**TASK STATEMENT:** Read the entries below and pull out each line with the string "host".

**SOURCE DATA:**
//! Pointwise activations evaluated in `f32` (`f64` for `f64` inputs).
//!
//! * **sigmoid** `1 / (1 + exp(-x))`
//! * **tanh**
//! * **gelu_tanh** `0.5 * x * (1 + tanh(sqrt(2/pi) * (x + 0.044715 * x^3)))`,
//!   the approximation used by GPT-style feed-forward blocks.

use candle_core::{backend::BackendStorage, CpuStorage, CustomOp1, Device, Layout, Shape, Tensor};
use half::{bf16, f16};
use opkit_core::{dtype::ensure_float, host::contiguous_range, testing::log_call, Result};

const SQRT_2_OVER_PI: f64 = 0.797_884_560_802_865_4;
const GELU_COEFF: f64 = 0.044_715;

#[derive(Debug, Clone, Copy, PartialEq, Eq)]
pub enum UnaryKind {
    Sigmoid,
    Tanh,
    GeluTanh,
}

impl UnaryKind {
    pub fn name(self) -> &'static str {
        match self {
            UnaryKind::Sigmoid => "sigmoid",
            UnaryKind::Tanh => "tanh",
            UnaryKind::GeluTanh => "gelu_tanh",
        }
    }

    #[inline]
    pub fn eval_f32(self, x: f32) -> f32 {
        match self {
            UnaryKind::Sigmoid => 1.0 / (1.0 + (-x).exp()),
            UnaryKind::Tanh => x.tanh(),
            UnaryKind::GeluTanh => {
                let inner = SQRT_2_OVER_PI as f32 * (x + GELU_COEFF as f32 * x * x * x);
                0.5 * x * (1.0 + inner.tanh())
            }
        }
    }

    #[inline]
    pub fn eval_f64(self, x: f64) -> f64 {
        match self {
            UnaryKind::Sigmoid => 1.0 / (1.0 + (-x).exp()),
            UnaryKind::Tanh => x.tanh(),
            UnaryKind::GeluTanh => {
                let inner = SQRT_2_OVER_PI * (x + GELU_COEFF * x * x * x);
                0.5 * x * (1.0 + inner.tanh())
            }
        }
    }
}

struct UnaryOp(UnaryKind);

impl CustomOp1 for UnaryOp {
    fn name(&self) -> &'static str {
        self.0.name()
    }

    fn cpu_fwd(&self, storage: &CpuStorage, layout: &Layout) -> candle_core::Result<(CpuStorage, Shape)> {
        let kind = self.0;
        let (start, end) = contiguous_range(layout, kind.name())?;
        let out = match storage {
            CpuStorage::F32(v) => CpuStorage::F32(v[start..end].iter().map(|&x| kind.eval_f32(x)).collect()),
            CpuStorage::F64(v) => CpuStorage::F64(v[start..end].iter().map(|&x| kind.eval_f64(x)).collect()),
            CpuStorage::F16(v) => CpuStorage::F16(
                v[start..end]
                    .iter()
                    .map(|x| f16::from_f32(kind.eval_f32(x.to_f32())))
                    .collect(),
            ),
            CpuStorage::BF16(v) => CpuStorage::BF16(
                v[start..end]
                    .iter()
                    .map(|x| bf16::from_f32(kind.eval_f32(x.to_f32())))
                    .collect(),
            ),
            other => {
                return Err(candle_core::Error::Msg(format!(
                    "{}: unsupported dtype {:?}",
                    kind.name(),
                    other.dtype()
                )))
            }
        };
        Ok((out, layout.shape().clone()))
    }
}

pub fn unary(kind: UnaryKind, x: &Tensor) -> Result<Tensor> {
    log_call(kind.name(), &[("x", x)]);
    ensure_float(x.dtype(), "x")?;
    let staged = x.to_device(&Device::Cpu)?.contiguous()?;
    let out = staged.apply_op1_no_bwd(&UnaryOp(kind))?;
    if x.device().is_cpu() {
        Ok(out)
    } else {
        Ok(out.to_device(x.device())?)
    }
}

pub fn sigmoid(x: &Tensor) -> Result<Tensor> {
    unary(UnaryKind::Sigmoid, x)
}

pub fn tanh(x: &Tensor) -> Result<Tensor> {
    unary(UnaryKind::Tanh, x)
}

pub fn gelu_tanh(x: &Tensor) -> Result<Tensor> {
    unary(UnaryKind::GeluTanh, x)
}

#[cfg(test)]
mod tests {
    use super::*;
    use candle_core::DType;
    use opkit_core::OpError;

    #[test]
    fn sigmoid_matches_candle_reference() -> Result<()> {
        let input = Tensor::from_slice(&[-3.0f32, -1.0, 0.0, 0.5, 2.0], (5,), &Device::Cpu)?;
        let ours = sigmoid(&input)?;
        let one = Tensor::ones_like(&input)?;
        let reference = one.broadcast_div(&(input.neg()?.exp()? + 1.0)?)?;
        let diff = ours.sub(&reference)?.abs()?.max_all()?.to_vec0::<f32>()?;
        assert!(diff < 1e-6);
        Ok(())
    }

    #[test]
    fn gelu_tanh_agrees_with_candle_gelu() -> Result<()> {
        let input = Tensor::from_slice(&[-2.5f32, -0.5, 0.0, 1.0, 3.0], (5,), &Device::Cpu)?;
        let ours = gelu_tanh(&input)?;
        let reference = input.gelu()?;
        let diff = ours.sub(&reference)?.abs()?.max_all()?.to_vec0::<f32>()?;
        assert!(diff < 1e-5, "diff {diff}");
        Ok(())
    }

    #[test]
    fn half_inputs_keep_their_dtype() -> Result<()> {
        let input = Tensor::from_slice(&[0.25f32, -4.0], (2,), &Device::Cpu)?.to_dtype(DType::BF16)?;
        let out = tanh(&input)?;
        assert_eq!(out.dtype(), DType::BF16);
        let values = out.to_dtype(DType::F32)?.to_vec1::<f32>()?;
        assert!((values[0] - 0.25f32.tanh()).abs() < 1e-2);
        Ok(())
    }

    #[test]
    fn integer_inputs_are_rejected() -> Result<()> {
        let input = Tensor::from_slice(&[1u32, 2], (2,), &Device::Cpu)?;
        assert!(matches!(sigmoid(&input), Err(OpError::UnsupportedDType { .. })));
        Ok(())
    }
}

--

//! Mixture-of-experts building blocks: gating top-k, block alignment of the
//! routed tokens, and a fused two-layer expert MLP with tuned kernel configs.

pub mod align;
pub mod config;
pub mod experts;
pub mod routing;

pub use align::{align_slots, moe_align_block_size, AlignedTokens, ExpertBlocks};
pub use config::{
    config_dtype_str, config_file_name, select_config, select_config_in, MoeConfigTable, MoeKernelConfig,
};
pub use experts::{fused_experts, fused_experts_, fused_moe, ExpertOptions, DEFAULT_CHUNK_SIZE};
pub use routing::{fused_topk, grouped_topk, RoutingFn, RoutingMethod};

...

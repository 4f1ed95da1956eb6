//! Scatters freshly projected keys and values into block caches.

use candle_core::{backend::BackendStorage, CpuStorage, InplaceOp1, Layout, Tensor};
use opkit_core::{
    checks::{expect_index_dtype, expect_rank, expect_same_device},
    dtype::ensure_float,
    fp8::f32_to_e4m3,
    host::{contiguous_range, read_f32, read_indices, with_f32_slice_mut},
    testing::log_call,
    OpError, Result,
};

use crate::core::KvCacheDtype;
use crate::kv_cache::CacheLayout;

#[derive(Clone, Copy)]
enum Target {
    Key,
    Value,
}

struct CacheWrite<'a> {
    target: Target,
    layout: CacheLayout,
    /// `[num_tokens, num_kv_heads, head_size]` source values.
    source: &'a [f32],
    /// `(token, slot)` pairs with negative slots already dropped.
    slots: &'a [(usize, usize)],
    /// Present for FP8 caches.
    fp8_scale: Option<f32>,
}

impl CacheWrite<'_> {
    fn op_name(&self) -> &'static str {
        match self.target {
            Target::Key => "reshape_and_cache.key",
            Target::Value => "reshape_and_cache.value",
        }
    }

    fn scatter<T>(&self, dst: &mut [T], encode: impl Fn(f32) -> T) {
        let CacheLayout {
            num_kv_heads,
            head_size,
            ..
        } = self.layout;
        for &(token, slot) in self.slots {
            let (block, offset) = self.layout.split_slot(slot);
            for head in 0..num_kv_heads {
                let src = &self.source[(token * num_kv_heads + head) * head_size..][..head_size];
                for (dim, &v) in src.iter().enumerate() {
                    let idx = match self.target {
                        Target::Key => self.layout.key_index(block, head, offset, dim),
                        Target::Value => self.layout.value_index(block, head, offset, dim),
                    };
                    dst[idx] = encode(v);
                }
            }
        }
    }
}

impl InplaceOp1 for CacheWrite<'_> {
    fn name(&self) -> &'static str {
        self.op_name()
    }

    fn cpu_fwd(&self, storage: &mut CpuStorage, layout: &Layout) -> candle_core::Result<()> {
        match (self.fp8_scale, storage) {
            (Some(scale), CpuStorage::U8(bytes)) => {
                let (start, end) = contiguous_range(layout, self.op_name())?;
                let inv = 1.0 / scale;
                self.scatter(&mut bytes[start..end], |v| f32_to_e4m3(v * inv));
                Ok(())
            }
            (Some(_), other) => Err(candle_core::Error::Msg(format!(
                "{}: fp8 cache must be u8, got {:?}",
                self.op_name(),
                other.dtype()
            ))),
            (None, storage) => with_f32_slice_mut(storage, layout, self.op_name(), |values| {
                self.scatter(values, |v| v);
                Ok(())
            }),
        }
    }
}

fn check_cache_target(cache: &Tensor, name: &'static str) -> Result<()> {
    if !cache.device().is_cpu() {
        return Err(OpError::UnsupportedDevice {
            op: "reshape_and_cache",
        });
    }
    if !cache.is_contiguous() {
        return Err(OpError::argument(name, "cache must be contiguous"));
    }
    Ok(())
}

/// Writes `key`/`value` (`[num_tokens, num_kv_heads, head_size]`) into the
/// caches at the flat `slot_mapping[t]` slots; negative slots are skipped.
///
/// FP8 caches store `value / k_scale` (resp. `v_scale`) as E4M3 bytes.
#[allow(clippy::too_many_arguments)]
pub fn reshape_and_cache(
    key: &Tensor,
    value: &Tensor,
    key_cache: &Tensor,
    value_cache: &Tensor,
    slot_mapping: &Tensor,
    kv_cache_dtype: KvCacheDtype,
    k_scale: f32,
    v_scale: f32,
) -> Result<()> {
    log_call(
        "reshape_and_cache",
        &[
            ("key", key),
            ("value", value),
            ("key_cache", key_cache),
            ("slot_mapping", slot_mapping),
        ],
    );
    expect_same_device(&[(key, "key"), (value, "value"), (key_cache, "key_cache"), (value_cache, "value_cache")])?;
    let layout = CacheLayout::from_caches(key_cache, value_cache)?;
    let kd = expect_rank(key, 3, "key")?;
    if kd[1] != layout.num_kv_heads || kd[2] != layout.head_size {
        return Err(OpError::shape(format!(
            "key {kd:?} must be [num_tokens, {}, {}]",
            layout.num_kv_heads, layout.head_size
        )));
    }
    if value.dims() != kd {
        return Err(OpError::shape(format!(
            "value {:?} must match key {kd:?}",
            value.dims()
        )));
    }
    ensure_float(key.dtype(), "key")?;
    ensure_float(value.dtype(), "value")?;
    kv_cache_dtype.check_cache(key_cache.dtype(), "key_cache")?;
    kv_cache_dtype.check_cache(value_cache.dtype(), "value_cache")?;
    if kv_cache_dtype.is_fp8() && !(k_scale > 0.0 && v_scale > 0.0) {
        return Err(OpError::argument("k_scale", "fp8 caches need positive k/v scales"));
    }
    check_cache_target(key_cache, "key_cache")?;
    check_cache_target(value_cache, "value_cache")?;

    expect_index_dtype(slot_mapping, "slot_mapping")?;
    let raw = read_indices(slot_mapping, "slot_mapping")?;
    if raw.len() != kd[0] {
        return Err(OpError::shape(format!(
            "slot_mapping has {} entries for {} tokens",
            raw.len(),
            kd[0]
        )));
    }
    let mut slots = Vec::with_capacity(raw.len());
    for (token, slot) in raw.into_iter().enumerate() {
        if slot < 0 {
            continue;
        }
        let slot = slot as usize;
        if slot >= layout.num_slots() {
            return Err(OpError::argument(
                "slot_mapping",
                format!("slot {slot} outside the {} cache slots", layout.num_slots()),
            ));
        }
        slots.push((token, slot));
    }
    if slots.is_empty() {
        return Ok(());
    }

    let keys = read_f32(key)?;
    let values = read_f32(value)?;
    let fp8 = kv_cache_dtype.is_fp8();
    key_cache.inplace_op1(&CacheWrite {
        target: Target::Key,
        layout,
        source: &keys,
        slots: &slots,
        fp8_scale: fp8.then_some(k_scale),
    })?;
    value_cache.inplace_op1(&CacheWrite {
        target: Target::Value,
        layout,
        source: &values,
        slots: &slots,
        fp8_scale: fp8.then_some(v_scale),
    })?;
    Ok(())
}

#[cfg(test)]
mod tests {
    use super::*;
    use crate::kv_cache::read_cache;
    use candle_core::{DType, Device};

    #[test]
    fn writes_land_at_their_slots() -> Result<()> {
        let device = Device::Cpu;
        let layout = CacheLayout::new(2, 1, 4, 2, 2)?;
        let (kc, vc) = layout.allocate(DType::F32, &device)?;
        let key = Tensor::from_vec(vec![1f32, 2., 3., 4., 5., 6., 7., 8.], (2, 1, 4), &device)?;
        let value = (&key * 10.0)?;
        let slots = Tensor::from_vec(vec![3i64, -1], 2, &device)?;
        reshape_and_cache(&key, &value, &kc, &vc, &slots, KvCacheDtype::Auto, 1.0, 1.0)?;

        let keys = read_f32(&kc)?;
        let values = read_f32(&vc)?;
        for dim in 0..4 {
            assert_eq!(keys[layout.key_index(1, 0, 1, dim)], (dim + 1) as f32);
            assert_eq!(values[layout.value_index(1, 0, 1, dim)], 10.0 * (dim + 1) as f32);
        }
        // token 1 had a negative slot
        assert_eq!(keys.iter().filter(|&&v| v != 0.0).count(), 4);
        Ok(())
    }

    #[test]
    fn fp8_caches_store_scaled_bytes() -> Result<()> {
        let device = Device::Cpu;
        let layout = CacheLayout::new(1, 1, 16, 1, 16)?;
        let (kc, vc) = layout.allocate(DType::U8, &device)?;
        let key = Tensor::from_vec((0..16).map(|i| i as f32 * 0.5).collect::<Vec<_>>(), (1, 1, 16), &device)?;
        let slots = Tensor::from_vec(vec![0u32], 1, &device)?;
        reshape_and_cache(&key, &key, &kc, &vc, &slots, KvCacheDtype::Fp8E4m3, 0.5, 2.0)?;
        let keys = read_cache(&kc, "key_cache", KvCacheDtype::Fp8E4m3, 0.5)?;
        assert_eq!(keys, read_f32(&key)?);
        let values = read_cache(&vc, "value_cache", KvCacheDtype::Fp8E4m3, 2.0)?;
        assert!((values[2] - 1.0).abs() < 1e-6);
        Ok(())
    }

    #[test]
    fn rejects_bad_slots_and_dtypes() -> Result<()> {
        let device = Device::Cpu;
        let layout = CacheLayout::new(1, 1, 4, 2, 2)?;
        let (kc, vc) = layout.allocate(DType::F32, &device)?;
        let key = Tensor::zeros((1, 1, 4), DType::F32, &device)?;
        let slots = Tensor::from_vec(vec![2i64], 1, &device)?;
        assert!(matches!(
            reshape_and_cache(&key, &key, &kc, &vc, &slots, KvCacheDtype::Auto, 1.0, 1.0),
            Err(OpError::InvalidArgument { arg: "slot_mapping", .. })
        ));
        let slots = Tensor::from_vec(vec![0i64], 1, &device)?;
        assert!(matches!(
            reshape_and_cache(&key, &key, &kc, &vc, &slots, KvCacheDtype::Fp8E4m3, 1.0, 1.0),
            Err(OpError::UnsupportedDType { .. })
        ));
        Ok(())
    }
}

**ANSWER BELOW:**
use opkit_core::{dtype::ensure_float, host::contiguous_range, testing::log_call, Result};
    host::{contiguous_range, read_f32, read_indices, with_f32_slice_mut},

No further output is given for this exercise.